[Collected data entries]
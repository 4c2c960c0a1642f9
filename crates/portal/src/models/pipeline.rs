//! Quote-to-application pipeline state.
//!
//! A quote is only valid for the policy it was computed against. The
//! handoff stored in the session carries the policy ID alongside the
//! priced quote so the application step can refuse a stale or swapped
//! quote instead of silently submitting it.

use chrono::{DateTime, Utc};
use serde::{Deserialize, Serialize};

use aegis_core::PolicyId;

use crate::services::quote::{Quote, QuoteInput};

/// A priced quote parked in the session between quoting and applying.
#[derive(Debug, Clone, Serialize, Deserialize)]
pub struct QuoteHandoff {
    /// The policy the quote was computed against.
    pub policy_id: PolicyId,
    /// Denormalized policy title for the application record.
    pub policy_title: String,
    /// The applicant profile that was priced.
    pub input: QuoteInput,
    /// The resulting premiums.
    pub quote: Quote,
    /// When the quote was computed.
    pub quoted_at: DateTime<Utc>,
}

impl QuoteHandoff {
    /// Whether this handoff belongs to the given policy.
    #[must_use]
    pub fn matches(&self, policy_id: &PolicyId) -> bool {
        self.policy_id == *policy_id
    }
}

§ **WORK REQUEST**
Restate all of the entries exactly, please.

§ **TASK SOLUTION**
repository 4c2c960c0a1642f9
filename crates/portal/src/models/pipeline.rs
//! Quote-to-application pipeline state.
//!
//! A quote is only valid for the policy it was computed against. The
//! handoff stored in the session carries the policy ID alongside the
//! priced quote so the application step can refuse a stale or swapped
//! quote instead of silently submitting it.

use chrono::{DateTime, Utc};
use serde::{Deserialize, Serialize};

use aegis_core::PolicyId;

use crate::services::quote::{Quote, QuoteInput};

/// A priced quote parked in the session between quoting and applying.
#[derive(Debug, Clone, Serialize, Deserialize)]
pub struct QuoteHandoff {
    /// The policy the quote was computed against.
    pub policy_id: PolicyId,
    /// Denormalized policy title for the application record.
    pub policy_title: String,
    /// The applicant profile that was priced.
    pub input: QuoteInput,
    /// The resulting premiums.
    pub quote: Quote,
    /// When the quote was computed.
    pub quoted_at: DateTime<Utc>,
}

impl QuoteHandoff {
    /// Whether this handoff belongs to the given policy.
    #[must_use]
    pub fn matches(&self, policy_id: &PolicyId) -> bool {
        self.policy_id == *policy_id
    }
}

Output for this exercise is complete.